Typical repayment terms for private student loans range from five to 15 years, but because of the low cost of coding bootcamp compared to a full degree program, repayment terms may be limited to one or two years. In addition to understanding the repayment term, borrowers need to recognize that interest is charged on the loan from the day the funds are received. Interest rates can range from the low single digits to nearly double digits, depending on credit score. The higher the interest rate, the higher the total cost of borrowing for coding bootcamp. However, private student loans can be a smart choice for covering the cost of coding bootcamp when other resources are not available.
Some employers may help cover the cost of attending a coding bootcamp as well. Because completing intensive training in coding can help benefit both you as the employee and the employer, companies recognize that paying for a coding bootcamp may generate a return on their investment. Employer sponsorships are not available with every business, nor are they structured the same across the board.
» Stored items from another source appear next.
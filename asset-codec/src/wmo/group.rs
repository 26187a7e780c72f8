//! Object model group documents
//!
//! ```text
//! MVER
//! MOGP tag + length (covers header and embedded stream)
//!      group header (68 bytes)
//!      MOPY MOVI MOVT MONR MOTV ... MOBA ... MOCV MLIQ
//! ```
//!
//! The embedded stream is an ordinary chunk sequence bounded by the `MOGP`
//! length. Tags may repeat (a second `MOTV` or `MOCV` layer), so it is kept as
//! an ordered list rather than keyed by tag.

use chunk_core::writer::offset_u32;
use chunk_core::{
    ChunkHeader, ChunkWriter, Cursor, Error, RawChunk, Record, Result, Tag, read_records,
    write_records,
};
use serde::{Deserialize, Serialize};
use tracing::{debug, warn};

use crate::options::CodecOptions;
use crate::tags::{
    MLIQ, MOBA, MOBN, MOBR, MOCV, MODR, MOGP, MOLR, MONR, MOPY, MOTV, MOVI, MOVT, MVER,
};

// =============================================================================
// Records
// =============================================================================

/// Fixed header at the start of the `MOGP` payload.
#[derive(Debug, Clone, Default, PartialEq, Serialize, Deserialize)]
pub struct GroupHeader {
    /// Byte offset into the root's `MOGN`
    pub group_name: u32,
    pub descriptive_name: u32,
    pub flags: u32,
    pub bbox_min: [f32; 3],
    pub bbox_max: [f32; 3],
    /// First entry in the root's `MOPR`
    pub portal_start: u16,
    pub portal_count: u16,
    pub trans_batches: u16,
    pub int_batches: u16,
    pub ext_batches: u16,
    #[serde(default)]
    pub padding: u16,
    pub fog_ids: [u8; 4],
    pub liquid_type: u32,
    pub group_id: u32,
    pub flags_2: u32,
    #[serde(default)]
    pub reserved: u32,
}

impl Record for GroupHeader {
    const SIZE: usize = 68;

    fn read(cursor: &mut Cursor<'_>) -> Result<Self> {
        Ok(Self {
            group_name: cursor.read_u32()?,
            descriptive_name: cursor.read_u32()?,
            flags: cursor.read_u32()?,
            bbox_min: cursor.read_vec3()?,
            bbox_max: cursor.read_vec3()?,
            portal_start: cursor.read_u16()?,
            portal_count: cursor.read_u16()?,
            trans_batches: cursor.read_u16()?,
            int_batches: cursor.read_u16()?,
            ext_batches: cursor.read_u16()?,
            padding: cursor.read_u16()?,
            fog_ids: cursor.read_array()?,
            liquid_type: cursor.read_u32()?,
            group_id: cursor.read_u32()?,
            flags_2: cursor.read_u32()?,
            reserved: cursor.read_u32()?,
        })
    }

    fn write(&self, w: &mut ChunkWriter) {
        w.write_u32(self.group_name);
        w.write_u32(self.descriptive_name);
        w.write_u32(self.flags);
        w.write_vec3(self.bbox_min);
        w.write_vec3(self.bbox_max);
        w.write_u16(self.portal_start);
        w.write_u16(self.portal_count);
        w.write_u16(self.trans_batches);
        w.write_u16(self.int_batches);
        w.write_u16(self.ext_batches);
        w.write_u16(self.padding);
        w.write_bytes(&self.fog_ids);
        w.write_u32(self.liquid_type);
        w.write_u32(self.group_id);
        w.write_u32(self.flags_2);
        w.write_u32(self.reserved);
    }
}

/// `MOPY` entry: per-triangle material.
#[derive(Debug, Clone, Copy, PartialEq, Eq, Serialize, Deserialize)]
pub struct TriangleMaterial {
    pub flags: u8,
    /// 0xFF for collision-only triangles
    pub material_id: u8,
}

impl Record for TriangleMaterial {
    const SIZE: usize = 2;

    fn read(cursor: &mut Cursor<'_>) -> Result<Self> {
        Ok(Self {
            flags: cursor.read_u8()?,
            material_id: cursor.read_u8()?,
        })
    }

    fn write(&self, w: &mut ChunkWriter) {
        w.write_u8(self.flags);
        w.write_u8(self.material_id);
    }
}

/// `MOBA` entry.
#[derive(Debug, Clone, PartialEq, Eq, Serialize, Deserialize)]
pub struct Batch {
    /// Min then max corner, for culling
    pub bbox: [i16; 6],
    pub start_index: u32,
    pub count: u16,
    pub min_index: u16,
    pub max_index: u16,
    pub flags: u8,
    pub material_id: u8,
}

impl Record for Batch {
    const SIZE: usize = 24;

    fn read(cursor: &mut Cursor<'_>) -> Result<Self> {
        let mut bbox = [0i16; 6];
        for v in &mut bbox {
            *v = cursor.read_i16()?;
        }
        Ok(Self {
            bbox,
            start_index: cursor.read_u32()?,
            count: cursor.read_u16()?,
            min_index: cursor.read_u16()?,
            max_index: cursor.read_u16()?,
            flags: cursor.read_u8()?,
            material_id: cursor.read_u8()?,
        })
    }

    fn write(&self, w: &mut ChunkWriter) {
        for &v in &self.bbox {
            w.write_i16(v);
        }
        w.write_u32(self.start_index);
        w.write_u16(self.count);
        w.write_u16(self.min_index);
        w.write_u16(self.max_index);
        w.write_u8(self.flags);
        w.write_u8(self.material_id);
    }
}

/// `MOBN` entry.
#[derive(Debug, Clone, PartialEq, Serialize, Deserialize)]
pub struct BspNode {
    pub flags: u16,
    /// -1 for none
    pub neg_child: i16,
    pub pos_child: i16,
    pub n_faces: u16,
    /// First entry in `MOBR`
    pub face_start: u32,
    pub plane_distance: f32,
}

impl Record for BspNode {
    const SIZE: usize = 16;

    fn read(cursor: &mut Cursor<'_>) -> Result<Self> {
        Ok(Self {
            flags: cursor.read_u16()?,
            neg_child: cursor.read_i16()?,
            pos_child: cursor.read_i16()?,
            n_faces: cursor.read_u16()?,
            face_start: cursor.read_u32()?,
            plane_distance: cursor.read_f32()?,
        })
    }

    fn write(&self, w: &mut ChunkWriter) {
        w.write_u16(self.flags);
        w.write_i16(self.neg_child);
        w.write_i16(self.pos_child);
        w.write_u16(self.n_faces);
        w.write_u32(self.face_start);
        w.write_f32(self.plane_distance);
    }
}

// =============================================================================
// Structured form
// =============================================================================

#[derive(Debug, Clone, Default, PartialEq, Serialize, Deserialize)]
pub struct GroupDocument {
    /// Top-level chunks in file order
    pub chunks: Vec<GroupFileChunk>,
}

#[derive(Debug, Clone, PartialEq, Serialize, Deserialize)]
#[serde(rename_all = "snake_case")]
pub enum GroupFileChunk {
    Version(u32),
    Group(GroupBody),
    Unknown(RawChunk),
}

/// Decoded `MOGP` container.
#[derive(Debug, Clone, Default, PartialEq, Serialize, Deserialize)]
pub struct GroupBody {
    pub header: GroupHeader,
    /// Embedded sub-chunks in stream order, repeats included
    pub chunks: Vec<GroupChunk>,
}

/// One sub-chunk of the embedded group stream.
#[derive(Debug, Clone, PartialEq, Serialize, Deserialize)]
#[serde(rename_all = "snake_case")]
pub enum GroupChunk {
    Triangles(Vec<TriangleMaterial>),
    Indices(Vec<u16>),
    Vertices(Vec<[f32; 3]>),
    Normals(Vec<[f32; 3]>),
    TexCoords(Vec<[f32; 2]>),
    Batches(Vec<Batch>),
    LightRefs(Vec<u16>),
    DoodadRefs(Vec<u16>),
    BspNodes(Vec<BspNode>),
    BspFaces(Vec<u16>),
    VertexColors(Vec<[u8; 4]>),
    /// `MLIQ`, opaque
    Liquid(Vec<u8>),
    Unknown(RawChunk),
}

impl GroupChunk {
    pub fn tag(&self) -> Tag {
        match self {
            GroupChunk::Triangles(_) => MOPY,
            GroupChunk::Indices(_) => MOVI,
            GroupChunk::Vertices(_) => MOVT,
            GroupChunk::Normals(_) => MONR,
            GroupChunk::TexCoords(_) => MOTV,
            GroupChunk::Batches(_) => MOBA,
            GroupChunk::LightRefs(_) => MOLR,
            GroupChunk::DoodadRefs(_) => MODR,
            GroupChunk::BspNodes(_) => MOBN,
            GroupChunk::BspFaces(_) => MOBR,
            GroupChunk::VertexColors(_) => MOCV,
            GroupChunk::Liquid(_) => MLIQ,
            GroupChunk::Unknown(raw) => raw.tag,
        }
    }
}

impl GroupBody {
    /// The three batch counts must add up to the `MOBA` length.
    fn check_batch_counts(&self) -> Result<()> {
        let declared = self.header.trans_batches as usize
            + self.header.int_batches as usize
            + self.header.ext_batches as usize;
        for chunk in &self.chunks {
            if let GroupChunk::Batches(batches) = chunk {
                if batches.len() != declared {
                    return Err(Error::validation(
                        "group batch counts",
                        format!(
                            "header declares {} batches, MOBA holds {}",
                            declared,
                            batches.len()
                        ),
                    ));
                }
            }
        }
        Ok(())
    }
}

// =============================================================================
// Decode
// =============================================================================

pub fn decode_group(data: &[u8], options: &CodecOptions) -> Result<GroupDocument> {
    let mut cursor = Cursor::new(data).sanitizing_floats(options.sanitize_floats);
    let mut chunks = Vec::new();
    while let Some((header, mut payload)) = cursor.next_chunk()? {
        chunks.push(match header.tag {
            MVER => GroupFileChunk::Version(payload.read_u32()?),
            MOGP => GroupFileChunk::Group(decode_body(payload)?),
            tag => {
                warn!(%tag, offset = header.offset, "preserving unknown group file chunk");
                GroupFileChunk::Unknown(RawChunk {
                    tag,
                    data: payload.rest().to_vec(),
                })
            }
        });
    }
    debug!(chunks = chunks.len(), "decoded object model group");
    Ok(GroupDocument { chunks })
}

/// Decode a `MOGP` payload. The cursor is bounded to the container, so the
/// embedded stream ends exactly at its end and an overlong sub-chunk is an
/// overrun.
fn decode_body(mut payload: Cursor<'_>) -> Result<GroupBody> {
    let header = GroupHeader::read(&mut payload)?;
    let mut chunks = Vec::new();
    while let Some((sub, sub_payload)) = payload.next_chunk()? {
        chunks.push(decode_sub_chunk(&sub, sub_payload)?);
    }
    Ok(GroupBody { header, chunks })
}

fn decode_sub_chunk(header: &ChunkHeader, mut payload: Cursor<'_>) -> Result<GroupChunk> {
    debug!(tag = %header.tag, offset = header.offset, length = header.length, "group sub-chunk");
    Ok(match header.tag {
        MOPY => GroupChunk::Triangles(read_records(header, payload)?),
        MOVI => GroupChunk::Indices(read_records(header, payload)?),
        MOVT => GroupChunk::Vertices(read_records(header, payload)?),
        MONR => GroupChunk::Normals(read_records(header, payload)?),
        MOTV => GroupChunk::TexCoords(read_records(header, payload)?),
        MOBA => GroupChunk::Batches(read_records(header, payload)?),
        MOLR => GroupChunk::LightRefs(read_records(header, payload)?),
        MODR => GroupChunk::DoodadRefs(read_records(header, payload)?),
        MOBN => GroupChunk::BspNodes(read_records(header, payload)?),
        MOBR => GroupChunk::BspFaces(read_records(header, payload)?),
        MOCV => GroupChunk::VertexColors(read_records(header, payload)?),
        MLIQ => GroupChunk::Liquid(payload.rest().to_vec()),
        tag => {
            warn!(%tag, offset = header.offset, "preserving unknown group sub-chunk");
            GroupChunk::Unknown(RawChunk {
                tag,
                data: payload.rest().to_vec(),
            })
        }
    })
}

// =============================================================================
// Encode
// =============================================================================

pub fn encode_group(document: &GroupDocument, options: &CodecOptions) -> Result<Vec<u8>> {
    let mut w = ChunkWriter::new();
    for chunk in &document.chunks {
        match chunk {
            GroupFileChunk::Version(version) => {
                write_records(&mut w, MVER, std::slice::from_ref(version))?
            }
            GroupFileChunk::Group(body) => {
                if options.validate_counts {
                    body.check_batch_counts()?;
                }
                encode_body(&mut w, body)?;
            }
            GroupFileChunk::Unknown(raw) => w.write_chunk(raw.tag, &raw.data)?,
        }
    }
    debug!(bytes = w.position(), "encoded object model group");
    Ok(w.into_bytes())
}

/// Render the embedded stream first, then frame it behind the header with
/// its now known length.
fn encode_body(w: &mut ChunkWriter, body: &GroupBody) -> Result<()> {
    let mut stream = ChunkWriter::new();
    for chunk in &body.chunks {
        encode_sub_chunk(&mut stream, chunk)?;
    }

    let length = offset_u32(GroupHeader::SIZE + stream.position(), "group length")?;
    w.write_tag(MOGP);
    w.write_u32(length);
    body.header.write(w);
    w.write_bytes(stream.as_bytes());
    Ok(())
}

fn encode_sub_chunk(w: &mut ChunkWriter, chunk: &GroupChunk) -> Result<()> {
    let tag = chunk.tag();
    match chunk {
        GroupChunk::Triangles(v) => write_records(w, tag, v),
        GroupChunk::Indices(v)
        | GroupChunk::LightRefs(v)
        | GroupChunk::DoodadRefs(v)
        | GroupChunk::BspFaces(v) => write_records(w, tag, v),
        GroupChunk::Vertices(v) | GroupChunk::Normals(v) => write_records(w, tag, v),
        GroupChunk::TexCoords(v) => write_records(w, tag, v),
        GroupChunk::Batches(v) => write_records(w, tag, v),
        GroupChunk::BspNodes(v) => write_records(w, tag, v),
        GroupChunk::VertexColors(v) => write_records(w, tag, v),
        GroupChunk::Liquid(data) => w.write_chunk(tag, data),
        GroupChunk::Unknown(raw) => w.write_chunk(tag, &raw.data),
    }
}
Employees may need to work for a company for a certain period before becoming eligible for a sponsorship, or they may need to commit to working for the employer for several months or years after completion to ensure benefits do not need to be repaid.
Employees can check with their employer to see if sponsorship for coding bootcamp is a possibility, and what the specific terms are for accepting that benefit.
Is Coding Bootcamp Worth It?
Before jumping on the coding bootcamp bandwagon, it’s necessary to understand what the return on investment could be for your career. According to a report on bootcamp graduates, 66 percent reported full-time employment using the skills they learned in coding bootcamp after graduation. The average salary for those with full-time positions came in at just over $67,000 per year. For a $10,000 to $20,000 investment, coding bootcamp may be worth the cost in the end.
However, those interested in coding bootcamp need to understand their financing options if paying for tuition out-of-pocket isn’t an option. Be sure to select financing that includes flexible repayment terms that fit within your budget, and be selective with the coding school you attend from the start. Completion of coding bootcamp should result in a boost to your skillset and your career prospects in a short period of time after graduation.